Please address the following questions about these proposed changes:

  1. Why is firefighting now exempted in the proposed ordinance given that commissioners and county staff asked that it not be exempted, and it wasn’t in previous drafts? Who made this decision and on what basis?
  2. Why was this clause (“However, the occurrence of a discharge listed above may be considered an illicit discharge on a case-by–case basis if the co-permittee or the Department identifies it as a significant source of a pollutant to waters of the state”) deleted from the proposed version, when it was included in previous drafts? Why would the county and the city give up this discretionary authority? Who made this decision and on what basis?
  3. Why was this clause (“This ordinance does not apply to an illicit discharge that is being addressed by a state or federal remediation process”) added to the proposed ordinance? Who made this decision and on what basis?

Thanks in advance for helping us obtain comprehensive answers to these questions.

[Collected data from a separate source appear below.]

use axum::http::StatusCode;
use axum::response::IntoResponse;
use axum::response::Response;
use axum::Json;
use serde::Serialize;

use crate::domain::auth::errors::AuthError;

pub mod login;
pub mod logout;
pub mod profile;
pub mod refresh;
pub mod register;

#[derive(Debug, Clone)]
pub struct ApiSuccess<T: Serialize + PartialEq>(StatusCode, Json<ApiResponseBody<T>>);

impl<T> PartialEq for ApiSuccess<T>
where
    T: Serialize + PartialEq,
{
    fn eq(&self, other: &Self) -> bool {
        self.0 == other.0 && self.1 .0 == other.1 .0
    }
}

impl<T: Serialize + PartialEq> ApiSuccess<T> {
    pub fn new(status: StatusCode, data: T) -> Self {
        ApiSuccess(status, Json(ApiResponseBody::new(status, data)))
    }
}

impl<T: Serialize + PartialEq> IntoResponse for ApiSuccess<T> {
    fn into_response(self) -> Response {
        (self.0, self.1).into_response()
    }
}

#[derive(Debug, Clone, PartialEq, Eq)]
pub enum ApiError {
    InternalServerError(String),
    BadRequest(String),
    NotFound(String),
    Conflict(String),
    Unauthorized(String),
    Forbidden(String),
}

impl ApiError {
    pub fn status(&self) -> StatusCode {
        match self {
            ApiError::InternalServerError(_) => StatusCode::INTERNAL_SERVER_ERROR,
            ApiError::BadRequest(_) => StatusCode::BAD_REQUEST,
            ApiError::NotFound(_) => StatusCode::NOT_FOUND,
            ApiError::Conflict(_) => StatusCode::CONFLICT,
            ApiError::Unauthorized(_) => StatusCode::UNAUTHORIZED,
            ApiError::Forbidden(_) => StatusCode::FORBIDDEN,
        }
    }
}

impl IntoResponse for ApiError {
    fn into_response(self) -> Response {
        let status = self.status();
        let message = match self {
            ApiError::InternalServerError(msg)
            | ApiError::BadRequest(msg)
            | ApiError::NotFound(msg)
            | ApiError::Conflict(msg)
            | ApiError::Unauthorized(msg)
            | ApiError::Forbidden(msg) => msg,
        };

        (status, Json(ApiResponseBody::new_error(status, message))).into_response()
    }
}

impl From<AuthError> for ApiError {
    fn from(err: AuthError) -> Self {
        match err {
            AuthError::Conflict(_) => ApiError::Conflict(err.to_string()),
            AuthError::Forbidden => ApiError::Forbidden(err.to_string()),
            AuthError::Unauthorized(_) => ApiError::Unauthorized(err.to_string()),
            AuthError::NotFound(_) => ApiError::NotFound(err.to_string()),
            AuthError::BadRequest(_)
            | AuthError::InvalidUserId(_)
            | AuthError::InvalidUsername(_)
            | AuthError::InvalidEmail(_)
            | AuthError::InvalidPassword(_) => ApiError::BadRequest(err.to_string()),
            AuthError::Store(_) | AuthError::Internal(_) => {
                tracing::error!(error = %err, "Request failed");
                ApiError::InternalServerError(err.to_string())
            }
        }
    }
}

#[derive(Debug, Clone, PartialEq, Eq, Serialize)]
pub struct ApiResponseBody<T: Serialize + PartialEq> {
    status_code: u16,
    data: T,
}

impl<T: Serialize + PartialEq> ApiResponseBody<T> {
    pub fn new(status_code: StatusCode, data: T) -> Self {
        Self {
            status_code: status_code.as_u16(),
            data,
        }
    }
}

impl ApiResponseBody<ApiErrorData> {
    pub fn new_error(status_code: StatusCode, message: String) -> Self {
        Self {
            status_code: status_code.as_u16(),
            data: ApiErrorData { message },
        }
    }
}

#[derive(Debug, Clone, PartialEq, Eq, Serialize)]
pub struct ApiErrorData {
    pub message: String,
}

/// `{access_token, refresh_token}` as returned by login and refresh.
#[derive(Debug, Clone, PartialEq, Eq, Serialize)]
pub struct TokenPairData {
    pub access_token: String,
    pub refresh_token: String,
}

impl From<auth::TokenPair> for TokenPairData {
    fn from(pair: auth::TokenPair) -> Self {
        Self {
            access_token: pair.access_token,
            refresh_token: pair.refresh_token,
        }
    }
}

#[cfg(test)]
mod tests {
    use super::*;
    use crate::domain::auth::errors::TokenRejection;
    use crate::domain::auth::errors::UsernameError;

    fn status_of(err: AuthError) -> StatusCode {
        ApiError::from(err).status()
    }

    #[test]
    fn test_status_mapping() {
        assert_eq!(
            status_of(AuthError::Conflict("alice".to_string())),
            StatusCode::CONFLICT
        );
        assert_eq!(status_of(AuthError::Forbidden), StatusCode::FORBIDDEN);
        assert_eq!(
            status_of(AuthError::Unauthorized(TokenRejection::Expired)),
            StatusCode::UNAUTHORIZED
        );
        assert_eq!(
            status_of(AuthError::Unauthorized(TokenRejection::Malformed)),
            StatusCode::UNAUTHORIZED
        );
        assert_eq!(
            status_of(AuthError::BadRequest("Invalid token payload".to_string())),
            StatusCode::BAD_REQUEST
        );
        assert_eq!(
            status_of(AuthError::InvalidUsername(UsernameError::Empty)),
            StatusCode::BAD_REQUEST
        );
        assert_eq!(
            status_of(AuthError::NotFound("user".to_string())),
            StatusCode::NOT_FOUND
        );
        assert_eq!(
            status_of(AuthError::Store("pool closed".to_string())),
            StatusCode::INTERNAL_SERVER_ERROR
        );
    }

    #[test]
    fn test_expired_and_malformed_messages_differ() {
        let expired = ApiError::from(AuthError::Unauthorized(TokenRejection::Expired));
        let malformed = ApiError::from(AuthError::Unauthorized(TokenRejection::Malformed));

        assert_eq!(expired, ApiError::Unauthorized("Token has expired".to_string()));
        assert_eq!(malformed, ApiError::Unauthorized("Invalid token".to_string()));
    }
}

Please make sure you have answers before deciding on how to vote on this ordinance. Creating an ordinance is a public policy decision that will have impacts for decades. It should not be fashioned to create loopholes for the county (and possibly the city) during the current debacles regarding responsibilities and liabilities for the PFAS in our storm systems and waterways.

Sincerely,

Maria Powell, PhD /s/

Madison Environmental Justice Organization

[1] State stormwater law exempts firefighting as an illicit discharge, but the city’s ordinances were developed well before that and do not exempt firefighting.